» **Dataset entries**
· · · · ·

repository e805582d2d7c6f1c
fn main() {
    if let Ok(target) = std::env::var("TARGET") {
        println!("cargo:rustc-env=DEVWIRE_BUILD_TARGET={target}");
    }
    println!("cargo:rerun-if-env-changed=TARGET");
}
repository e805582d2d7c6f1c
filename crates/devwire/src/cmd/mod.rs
use std::path::PathBuf;

use clap::{Args, Subcommand};
use devwire_frame::Framing;
use devwire_session::{SessionConfig, TelnetConfig};

use crate::exit::{CliError, CliResult, USAGE};
use crate::output::OutputFormat;

pub mod echo;
pub mod listen;
pub mod send;
pub mod version;

#[derive(Subcommand, Debug)]
pub enum Command {
    /// Start a request/response server that echoes (or reverses) each frame.
    Echo(EchoArgs),
    /// Send a single message and print the reply.
    Send(SendArgs),
    /// Accept connections and print received frames.
    Listen(ListenArgs),
    /// Show version information.
    Version(VersionArgs),
}

pub fn run(command: Command, format: OutputFormat) -> CliResult<i32> {
    match command {
        Command::Echo(args) => echo::run(args, format),
        Command::Send(args) => send::run(args, format),
        Command::Listen(args) => listen::run(args, format),
        Command::Version(args) => version::run(args),
    }
}

/// Framing options shared by every networked subcommand.
#[derive(Args, Debug, Clone)]
pub struct FramingArgs {
    /// Frame terminator: lf, crlf, cr, or an escaped string such as '\r\n'.
    #[arg(long, default_value = "lf", conflicts_with = "fixed_length")]
    pub terminator: String,
    /// Frame incoming messages by a fixed byte count instead of a terminator.
    #[arg(long, value_name = "BYTES")]
    pub fixed_length: Option<usize>,
    /// Marshal outgoing messages with a fixed byte count.
    #[arg(long, value_name = "BYTES", conflicts_with = "reply_terminator")]
    pub reply_fixed_length: Option<usize>,
    /// Terminator for outgoing messages when it differs from --terminator.
    #[arg(long)]
    pub reply_terminator: Option<String>,
    /// Maximum size of one incoming frame in bytes.
    #[arg(long, default_value_t = devwire_frame::DEFAULT_MAX_FRAME_SIZE)]
    pub max_frame_size: usize,
    /// Speak Telnet: escape IAC bytes and refuse option negotiation.
    #[arg(long)]
    pub telnet: bool,
}

impl FramingArgs {
    pub fn session_config(&self) -> CliResult<SessionConfig> {
        let framing = match self.fixed_length {
            Some(length) => Framing::FixedLength(length),
            None => Framing::sentinel(parse_terminator(&self.terminator)?),
        };
        framing
            .build()
            .map_err(|err| CliError::new(USAGE, format!("invalid framing: {err}")))?;

        let mut config = SessionConfig::default()
            .with_framing(framing)
            .with_max_frame_size(self.max_frame_size);

        let outbound = match (&self.reply_terminator, self.reply_fixed_length) {
            (_, Some(length)) => Some(Framing::FixedLength(length)),
            (Some(terminator), None) => Some(Framing::sentinel(parse_terminator(terminator)?)),
            (None, None) => None,
        };
        if let Some(outbound) = outbound {
            outbound
                .build()
                .map_err(|err| CliError::new(USAGE, format!("invalid reply framing: {err}")))?;
            config = config.with_outbound_framing(outbound);
        }

        if self.telnet {
            config = config.with_telnet(TelnetConfig::default());
        }
        Ok(config)
    }
}

/// Parse a terminator name or a backslash-escaped byte string.
pub fn parse_terminator(input: &str) -> CliResult<Vec<u8>> {
    let bytes = match input {
        "lf" => b"\n".to_vec(),
        "crlf" => b"\r\n".to_vec(),
        "cr" => b"\r".to_vec(),
        other => unescape(other)?,
    };
    if bytes.is_empty() {
        return Err(CliError::new(USAGE, "terminator must not be empty"));
    }
    Ok(bytes)
}

fn unescape(input: &str) -> CliResult<Vec<u8>> {
    let mut out = Vec::with_capacity(input.len());
    let mut chars = input.chars();
    while let Some(c) = chars.next() {
        if c != '\\' {
            let mut utf8 = [0u8; 4];
            out.extend_from_slice(c.encode_utf8(&mut utf8).as_bytes());
            continue;
        }
        match chars.next() {
            Some('n') => out.push(b'\n'),
            Some('r') => out.push(b'\r'),
            Some('t') => out.push(b'\t'),
            Some('0') => out.push(0),
            Some('\\') => out.push(b'\\'),
            Some('x') => {
                let hex: String = chars.by_ref().take(2).collect();
                let byte = u8::from_str_radix(&hex, 16).map_err(|_| {
                    CliError::new(USAGE, format!("invalid hex escape in {input:?}"))
                })?;
                out.push(byte);
            }
            Some(other) => {
                return Err(CliError::new(
                    USAGE,
                    format!("unsupported escape \\{other} in {input:?}"),
                ))
            }
            None => return Err(CliError::new(USAGE, "dangling backslash in terminator")),
        }
    }
    Ok(out)
}

#[derive(Args, Debug)]
pub struct EchoArgs {
    /// Address to bind, e.g. 127.0.0.1:5025.
    pub addr: String,
    /// Reply with the payload reversed.
    #[arg(long)]
    pub reverse: bool,
    #[command(flatten)]
    pub framing: FramingArgs,
}

#[derive(Args, Debug)]
pub struct SendArgs {
    /// Device address, e.g. 192.168.1.20:5025.
    pub addr: String,
    /// Message payload; the terminator is appended.
    #[arg(long, conflicts_with = "file")]
    pub data: Option<String>,
    /// Read the payload from a file.
    #[arg(long, conflicts_with = "data")]
    pub file: Option<PathBuf>,
    /// Do not wait for a reply.
    #[arg(long)]
    pub no_wait: bool,
    /// Maximum time to wait for the reply (e.g. 5s, 500ms).
    #[arg(long, default_value = "5s")]
    pub timeout: String,
    /// Connection timeout (e.g. 5s, 500ms).
    #[arg(long, default_value = "5s")]
    pub connect_timeout: String,
    /// In Telnet mode, discard whatever the server sends within this time of connecting.
    #[arg(long, requires = "telnet")]
    pub banner_timeout: Option<String>,
    #[command(flatten)]
    pub framing: FramingArgs,
}

#[derive(Args, Debug)]
pub struct ListenArgs {
    /// Address to bind, e.g. 0.0.0.0:5025.
    pub addr: String,
    /// Exit after receiving N frames.
    #[arg(long)]
    pub count: Option<usize>,
    #[command(flatten)]
    pub framing: FramingArgs,
}

#[derive(Args, Debug)]
pub struct VersionArgs {
    /// Show extended build provenance.
    #[arg(long)]
    pub extended: bool,
}
//! Byte-stream transport abstraction.
//!
//! This is the lowest layer of devwire. It knows nothing about messages:
//! it hands out connected, ordered, reliable byte channels and a way to
//! close them. Everything else builds on the [`ByteStream`] trait and the
//! TCP implementation provided here.

pub mod error;
pub mod tcp;
pub mod traits;

pub use error::{Result, TransportError};
pub use tcp::{connect, ShutdownHandle, TcpAcceptor, TcpByteStream};
pub use traits::{closed_error, ByteStream, CloseHandle};
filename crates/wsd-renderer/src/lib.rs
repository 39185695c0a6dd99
//! Markdown renderer with pluggable block directives.
//!
//! This crate is the host side of a documentation build:
//! - [`MarkdownRenderer`] turns one Markdown document into HTML
//! - fenced code blocks whose info string names a registered
//!   [`BlockDirective`](directive::BlockDirective) are handed to that directive
//! - directives return [`Node`]s, which are rendered by functions registered
//!   per node kind in a [`NodeRegistry`]
//! - [`BuildEnv`] carries per-build bookkeeping (serial numbers, generated files)
//!
//! # Example
//!
//! ```
//! use std::path::Path;
//! use wsd_renderer::directive::{
//!     BlockDirective, DirectiveArgs, DirectiveContext, DirectiveOutput,
//! };
//! use wsd_renderer::{BuildEnv, MarkdownRenderer, Node, PageInfo, Registry};
//!
//! struct Shout;
//!
//! impl BlockDirective for Shout {
//!     fn name(&self) -> &str { "shout" }
//!
//!     fn run(&mut self, args: DirectiveArgs, _ctx: &mut DirectiveContext<'_>) -> DirectiveOutput {
//!         DirectiveOutput::nodes(vec![
//!             Node::new("image")
//!                 .with_attr("src", "loud.png")
//!                 .with_attr("alt", args.content.trim().to_uppercase()),
//!         ])
//!     }
//! }
//!
//! let mut registry = Registry::new();
//! registry.add_directive(Shout);
//!
//! let page = PageInfo::new("index", Path::new("docs"), Path::new("build"));
//! let mut env = BuildEnv::new();
//! let result = MarkdownRenderer::new(&mut registry)
//!     .render("```shout\nhello\n```", &page, &mut env);
//! assert!(result.html.contains(r#"alt="HELLO""#));
//! ```

pub mod directive;
mod env;
mod html;
mod node;
mod page;
mod registry;
mod renderer;
mod util;

pub use env::BuildEnv;
pub use html::{escape_html, render_extra_ids, render_image, render_target};
pub use node::{IMAGE, Node, NodeRegistry, RenderNodeFn, TARGET, propagate_targets};
pub use page::{IMAGES_DIR, PageInfo};
pub use registry::Registry;
pub use renderer::{MarkdownRenderer, RenderResult};
pub use util::relative_path;
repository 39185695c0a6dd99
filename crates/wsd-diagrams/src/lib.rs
//! The `sequencediagram` directive.
//!
//! Turns fenced blocks like
//!
//! ````markdown
//! ```sequencediagram style=napkin alt="Login flow"
//! Alice->Bob: Authentication Request
//! ```
//! ````
//!
//! into images rendered by the websequencediagrams service. Each successful
//! occurrence writes `<output>/_images/<identifier>.<ext>` and is replaced by
//! an anchor plus an `<img>` (or `<object>` for PDF) referencing it.
//!
//! # Architecture
//!
//! - [`SequenceDiagramDirective`]: per-occurrence processing (source
//!   resolution, naming, request, file write)
//! - [`SequenceDiagramExtension`]: registers the directive, the node renderer
//!   and the stale-image purge hook with a site build
//! - [`DiagramNode`]: record of a rendered occurrence
//! - [`Naming`]: serial or random identifiers
//!
//! Failures never abort the build: they are logged, reported as page
//! warnings, and the occurrence produces no output.

mod consts;
mod directive;
mod error;
mod extension;
mod naming;
mod node;

pub use consts::{DIRECTIVE_NAME, NODE_KIND};
pub use directive::SequenceDiagramDirective;
pub use error::DiagramError;
pub use extension::SequenceDiagramExtension;
pub use naming::Naming;
pub use node::{DiagramNode, render_diagram};
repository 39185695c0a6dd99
//! Render options: diagram style, output format and pass-through parameters.

use std::collections::BTreeMap;

use crate::consts::DEFAULT_APP_VERSION;

/// Visual style understood by the rendering service.
#[derive(Debug, Clone, Copy, PartialEq, Eq, Default)]
pub enum Style {
    #[default]
    Default,
    Earth,
    ModernBlue,
    Mscgen,
    Omegapple,
    Qsd,
    Rose,
    RoundGreen,
    Napkin,
    Magazine,
    Vs2010,
    Patent,
}

impl Style {
    /// All styles, in the order the service documents them.
    pub const ALL: [Self; 12] = [
        Self::Default,
        Self::Earth,
        Self::ModernBlue,
        Self::Mscgen,
        Self::Omegapple,
        Self::Qsd,
        Self::Rose,
        Self::RoundGreen,
        Self::Napkin,
        Self::Magazine,
        Self::Vs2010,
        Self::Patent,
    ];

    /// Parse a style name (case-insensitive).
    ///
    /// Returns None if the name is not a known style.
    #[must_use]
    pub fn parse(s: &str) -> Option<Self> {
        let name = s.trim().to_ascii_lowercase();
        Self::ALL.into_iter().find(|style| style.as_str() == name)
    }

    /// Name sent to the service.
    #[must_use]
    pub fn as_str(self) -> &'static str {
        match self {
            Self::Default => "default",
            Self::Earth => "earth",
            Self::ModernBlue => "modern-blue",
            Self::Mscgen => "mscgen",
            Self::Omegapple => "omegapple",
            Self::Qsd => "qsd",
            Self::Rose => "rose",
            Self::RoundGreen => "roundgreen",
            Self::Napkin => "napkin",
            Self::Magazine => "magazine",
            Self::Vs2010 => "vs2010",
            Self::Patent => "patent",
        }
    }
}

/// Output format for rendered diagrams.
#[derive(Debug, Clone, Copy, PartialEq, Eq, Default)]
pub enum Format {
    /// Raster image (default).
    #[default]
    Png,
    /// Vector image.
    Svg,
    /// Document.
    Pdf,
}

impl Format {
    /// Parse format from attribute value.
    #[must_use]
    pub fn parse(s: &str) -> Option<Self> {
        match s.trim().to_ascii_lowercase().as_str() {
            "png" => Some(Self::Png),
            "svg" => Some(Self::Svg),
            "pdf" => Some(Self::Pdf),
            _ => None,
        }
    }

    /// Return format as string representation.
    #[must_use]
    pub fn as_str(self) -> &'static str {
        match self {
            Self::Png => "png",
            Self::Svg => "svg",
            Self::Pdf => "pdf",
        }
    }

    /// File extension for artifacts in this format.
    #[must_use]
    pub fn extension(self) -> &'static str {
        self.as_str()
    }
}

/// Options for a single render request.
#[derive(Debug, Clone, PartialEq, Eq)]
pub struct DiagramOptions {
    pub style: Style,
    pub format: Format,
    /// Alternative text for the embedded image. Not sent to the service.
    pub alt: Option<String>,
    /// Value of the `appVersion` form field.
    pub app_version: String,
    /// Unrecognized parameters, forwarded to the service unchanged.
    pub extra: BTreeMap<String, String>,
}

impl Default for DiagramOptions {
    fn default() -> Self {
        Self {
            style: Style::default(),
            format: Format::default(),
            alt: None,
            app_version: DEFAULT_APP_VERSION.to_owned(),
            extra: BTreeMap::new(),
        }
    }
}

impl DiagramOptions {
    /// Build options from raw key/value pairs.
    ///
    /// Recognizes `style`, `format`, `alt` and `appVersion` (or `app_version`).
    /// Every other key is kept in [`extra`](Self::extra). Invalid `style` or
    /// `format` values are returned as warnings and the default is kept.
    pub fn from_pairs<'a, I>(pairs: I) -> (Self, Vec<String>)
    where
        I: IntoIterator<Item = (&'a str, &'a str)>,
    {
        let mut options = Self::default();
        let mut warnings = Vec::new();
        for (key, value) in pairs {
            if let Some(warning) = options.set(key, value) {
                warnings.push(warning);
            }
        }
        (options, warnings)
    }

    /// Apply a single option, returning a warning for invalid values.
    pub fn set(&mut self, key: &str, value: &str) -> Option<String> {
        match key {
            "style" => match Style::parse(value) {
                Some(style) => self.style = style,
                None => {
                    return Some(format!(
                        "unknown style '{value}', using '{}'",
                        self.style.as_str()
                    ));
                }
            },
            "format" => match Format::parse(value) {
                Some(format) => self.format = format,
                None => {
                    return Some(format!(
                        "unknown format '{value}', using '{}' (valid: png, svg, pdf)",
                        self.format.as_str()
                    ));
                }
            },
            "alt" => self.alt = Some(value.to_owned()),
            "appVersion" | "app_version" => value.clone_into(&mut self.app_version),
            _ => {
                self.extra.insert(key.to_owned(), value.to_owned());
            }
        }
        None
    }
}
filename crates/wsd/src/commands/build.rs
//! `wsd build` command implementation.

use std::path::PathBuf;
use std::rc::Rc;

use clap::Args;
use wsd_client::{DiagramOptions, Format, Style, WsdClient, create_agent};
use wsd_config::{CliSettings, Config};
use wsd_diagrams::SequenceDiagramExtension;
use wsd_site::{SiteBuilder, SiteConfig};

use crate::error::CliError;
use crate::output::Output;

/// Arguments for the build command.
#[derive(Args)]
pub(crate) struct BuildArgs {
    /// Markdown source directory (overrides config).
    #[arg(short, long)]
    source_dir: Option<PathBuf>,

    /// Output directory for the generated site (overrides config).
    #[arg(short, long)]
    output_dir: Option<PathBuf>,

    /// websequencediagrams service URL (overrides config).
    #[arg(long, env = "WSD_API_URL")]
    api_url: Option<String>,

    /// Default diagram style (overrides config).
    #[arg(long, value_parser = parse_style)]
    style: Option<Style>,

    /// Default image format: png, svg or pdf (overrides config).
    #[arg(long, value_parser = parse_format)]
    format: Option<Format>,

    /// Path to configuration file (default: auto-discover wsd.toml).
    #[arg(short, long)]
    config: Option<PathBuf>,

    /// Enable verbose output.
    #[arg(short, long)]
    pub(crate) verbose: bool,
}

impl BuildArgs {
    pub(crate) fn execute(self) -> Result<(), CliError> {
        let output = Output::new();

        let cli_settings = CliSettings {
            source_dir: self.source_dir,
            output_dir: self.output_dir,
            api_url: self.api_url,
            style: self.style,
            format: self.format,
        };
        let config = Config::load(self.config.as_deref(), Some(&cli_settings))?;
        let docs = &config.docs_resolved;
        let diagrams = &config.diagrams_resolved;

        output.info(&format!("Source: {}", docs.source_dir.display()));
        output.info(&format!("Output: {}", docs.output_dir.display()));
        output.info(&format!("Diagram service: {}", diagrams.api_url));

        let client = WsdClient::with_agent(&diagrams.api_url, create_agent(diagrams.timeout));
        let defaults = DiagramOptions {
            style: diagrams.style,
            format: diagrams.format,
            ..DiagramOptions::default()
        };
        let extension = SequenceDiagramExtension::new(Rc::new(client))
            .with_defaults(defaults)
            .with_naming(diagrams.naming);

        let mut builder =
            SiteBuilder::new(SiteConfig::new(&docs.source_dir, &docs.output_dir))
                .with_extension(extension);
        let report = builder.build()?;

        for warning in &report.warnings {
            output.warning(&format!("Warning: {warning}"));
        }
        output.success(&format!(
            "Built {} pages with {} diagrams ({} warnings) to {}",
            report.pages.len(),
            report.artifacts.len(),
            report.warnings.len(),
            docs.output_dir.display()
        ));
        Ok(())
    }
}

fn parse_style(value: &str) -> Result<Style, String> {
    Style::parse(value).ok_or_else(|| {
        let names: Vec<&str> = Style::ALL.iter().map(|s| s.as_str()).collect();
        format!("unknown style '{value}' (valid: {})", names.join(", "))
    })
}

fn parse_format(value: &str) -> Result<Format, String> {
    Format::parse(value).ok_or_else(|| format!("unknown format '{value}' (valid: png, svg, pdf)"))
}
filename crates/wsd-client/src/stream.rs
//! Readable image stream returned by a successful render.

use std::fmt;
use std::io::{self, Read};

/// Image bytes from the rendering service.
///
/// The stream owns the underlying HTTP response body. The connection is
/// released when the stream is dropped, whether or not it was read to the
/// end.
pub struct ImageStream {
    reader: Box<dyn Read>,
    content_type: Option<String>,
}

impl ImageStream {
    /// Wrap an arbitrary reader.
    #[must_use]
    pub fn from_reader<R: Read + 'static>(reader: R) -> Self {
        Self {
            reader: Box::new(reader),
            content_type: None,
        }
    }

    /// Stream over an in-memory buffer.
    #[must_use]
    pub fn from_bytes(bytes: impl Into<Vec<u8>>) -> Self {
        Self::from_reader(io::Cursor::new(bytes.into()))
    }

    /// Attach the `Content-Type` reported by the server.
    #[must_use]
    pub fn with_content_type(mut self, content_type: Option<String>) -> Self {
        self.content_type = content_type;
        self
    }

    /// `Content-Type` of the image response, if the server sent one.
    #[must_use]
    pub fn content_type(&self) -> Option<&str> {
        self.content_type.as_deref()
    }

    /// Copy the remaining bytes into `writer`, consuming the stream.
    ///
    /// Returns the number of bytes written.
    pub fn copy_to<W: io::Write + ?Sized>(mut self, writer: &mut W) -> io::Result<u64> {
        io::copy(&mut self.reader, writer)
    }
}

impl Read for ImageStream {
    fn read(&mut self, buf: &mut [u8]) -> io::Result<usize> {
        self.reader.read(buf)
    }
}

impl fmt::Debug for ImageStream {
    fn fmt(&self, f: &mut fmt::Formatter<'_>) -> fmt::Result {
        f.debug_struct("ImageStream")
            .field("content_type", &self.content_type)
            .finish_non_exhaustive()
    }
}

#[cfg(test)]
mod tests {
    use super::*;

    #[test]
    fn test_from_bytes_reads_everything() {
        let mut stream = ImageStream::from_bytes(b"\x89PNG\r\n\x1a\nrest".to_vec());
        let mut out = Vec::new();
        stream.read_to_end(&mut out).unwrap();
        assert_eq!(out, b"\x89PNG\r\n\x1a\nrest");
    }

    #[test]
    fn test_copy_to_returns_byte_count() {
        let stream = ImageStream::from_bytes(vec![1u8, 2, 3, 4]);
        let mut out = Vec::new();
        let written = stream.copy_to(&mut out).unwrap();
        assert_eq!(written, 4);
        assert_eq!(out, vec![1, 2, 3, 4]);
    }

    #[test]
    fn test_content_type() {
        let stream =
            ImageStream::from_bytes(Vec::new()).with_content_type(Some("image/svg+xml".to_owned()));
        assert_eq!(stream.content_type(), Some("image/svg+xml"));
    }

    struct FailingReader;

    impl Read for FailingReader {
        fn read(&mut self, _buf: &mut [u8]) -> io::Result<usize> {
            Err(io::Error::new(io::ErrorKind::ConnectionReset, "reset"))
        }
    }

    #[test]
    fn test_copy_to_propagates_read_errors() {
        let stream = ImageStream::from_reader(FailingReader);
        let mut out = Vec::new();
        let err = stream.copy_to(&mut out).unwrap_err();
        assert_eq!(err.kind(), io::ErrorKind::ConnectionReset);
    }
}
//! Directive output types.

use crate::node::Node;

/// Output from directive processing.
#[derive(Clone, Debug, PartialEq, Eq)]
pub enum DirectiveOutput {
    /// Replace the block with these nodes.
    Nodes(Vec<Node>),
    /// Drop the block; nothing is rendered in its place.
    Skip,
    /// Render the block as an ordinary code block.
    PassThrough,
}

impl DirectiveOutput {
    /// Create a node output.
    ///
    /// An empty list behaves like [`Skip`](Self::Skip).
    #[must_use]
    pub fn nodes(nodes: Vec<Node>) -> Self {
        if nodes.is_empty() {
            Self::Skip
        } else {
            Self::Nodes(nodes)
        }
    }
}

· · · · ·

» **INSTRUCTIONS FOR THE TASK**
Above are some records. Copy each of their lines that holds the string "clap".

» **SOLUTION**
use clap::{Args, Subcommand};
use clap::Args;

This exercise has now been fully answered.